Benzinger asked for documentation, including repair bills and pictures of the damaged car. He hadn’t conducted a visual inspection of the vehicle before and after he rented it, so he wanted to see what he’d allegedly done before paying for it.
He exchanged emails with National for six weeks, with no luck. Finally, he reached a manager by phone.
The manager says that their process has multiple check-points and they couldn’t have missed the damage. However, no one walked around the car with us or even mentioned it when we checked out.
Also, they have no pictures of the car because he says that “just isn’t feasible.”
We are at a stalemate that I feel like I’m going to lose and I don’t know what to do next.
I was highly suspicious of the bill. First, why would National refuse to send him a photo of the damage? And second, why would it charge the amount of his insurance deductible, almost down to the penny? What are the odds of the repair bill coming to almost exactly $500?
I contacted National. It sent me a photo of the damage (above) and the following response:
Our Damage Recovery Unit has circled back with the local manager and confirmed that this customer will continue to be held responsible for the vehicle damage.

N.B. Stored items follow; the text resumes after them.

//! 规则集缓存
//!
//! 使用 DashMap 按店铺缓存预处理后的规则集，嵌入端在批量评估
//! 多个上下文时整体复用，避免逐请求重复过滤排序。

use crate::engine::PreparedRuleSet;
use crate::error::{Result, RuleError};
use crate::models::GlobalSettings;
use dashmap::DashMap;
use parking_lot::RwLock;
use std::sync::Arc;
use tracing::{info, instrument, warn};

/// 规则集缓存
#[derive(Clone)]
pub struct RuleSetStore {
    sets: Arc<DashMap<String, Arc<PreparedRuleSet>>>,
    /// 可热更新的全局默认设置
    default_settings: Arc<RwLock<GlobalSettings>>,
}

impl RuleSetStore {
    pub fn new() -> Self {
        Self {
            sets: Arc::new(DashMap::new()),
            default_settings: Arc::new(RwLock::new(GlobalSettings::default())),
        }
    }

    pub fn len(&self) -> usize {
        self.sets.len()
    }

    pub fn is_empty(&self) -> bool {
        self.sets.is_empty()
    }

    /// 写入（或整体替换）某店铺的预处理规则集
    #[instrument(skip(self, prepared), fields(rules = prepared.len()))]
    pub fn insert(&self, shop: &str, prepared: PreparedRuleSet) {
        self.sets.insert(shop.to_string(), Arc::new(prepared));
        info!(shop, "规则集已缓存");
    }

    pub fn get(&self, shop: &str) -> Option<Arc<PreparedRuleSet>> {
        self.sets.get(shop).map(|entry| Arc::clone(entry.value()))
    }

    pub fn contains(&self, shop: &str) -> bool {
        self.sets.contains_key(shop)
    }

    /// 移除某店铺的缓存
    #[instrument(skip(self))]
    pub fn remove(&self, shop: &str) -> Result<()> {
        if self.sets.remove(shop).is_some() {
            info!(shop, "规则集缓存已移除");
            Ok(())
        } else {
            warn!(shop, "移除不存在的规则集缓存");
            Err(RuleError::RuleSetNotFound(shop.to_string()))
        }
    }

    /// 清空全部缓存
    #[instrument(skip(self))]
    pub fn clear(&self) {
        let count = self.sets.len();
        self.sets.clear();
        info!(count, "已清空规则集缓存");
    }

    /// 当前全局默认设置的快照
    pub fn default_settings(&self) -> GlobalSettings {
        self.default_settings.read().clone()
    }

    /// 热更新全局默认设置
    pub fn update_default_settings(&self, settings: GlobalSettings) {
        *self.default_settings.write() = settings;
        info!("全局默认设置已更新");
    }

    /// 缓存统计
    pub fn stats(&self) -> RuleSetStoreStats {
        let shop_count = self.sets.len();
        let total_rules: usize = self.sets.iter().map(|entry| entry.value().len()).sum();
        RuleSetStoreStats {
            shop_count,
            total_rules,
        }
    }
}

impl Default for RuleSetStore {
    fn default() -> Self {
        Self::new()
    }
}

/// 缓存统计信息
#[derive(Debug, Clone)]
pub struct RuleSetStoreStats {
    pub shop_count: usize,
    pub total_rules: usize,
}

Please note this was only the second time that the vehicle had been rented (it had less than 100 miles on it) and the damage is quite significant.
True, that’s some dent. And if Benzinger didn’t inspect the car before or after he rented it, then it’s really his word against National’s. If National can produce a photo of the damage, it’s very difficult to dispute a claim like this.
Benzinger is disappointed with the outcome of his appeal.
I feel like I should be treated better as a customer. They really didn’t protect me by not spending sixty seconds reminding me to look over the car when we took possession. After that, the process really gives you the run around once you’ve got damage.
Car rental employees don’t always suggest a rental inspection. It’s almost as if they’re encouraging a customer to take the car sight unseen. If you don’t check the car, you could get a surprise bill that difficult — or impossible — to dispute.
As for the $501 bill, I’m still skeptical. I’ve seen too many bills come in at $498, $499 and $501 in previous damage cases.
Being that close to the average deductible means the car rental company gets the maximum payout without involving an insurance company. That seems a little scammy to me.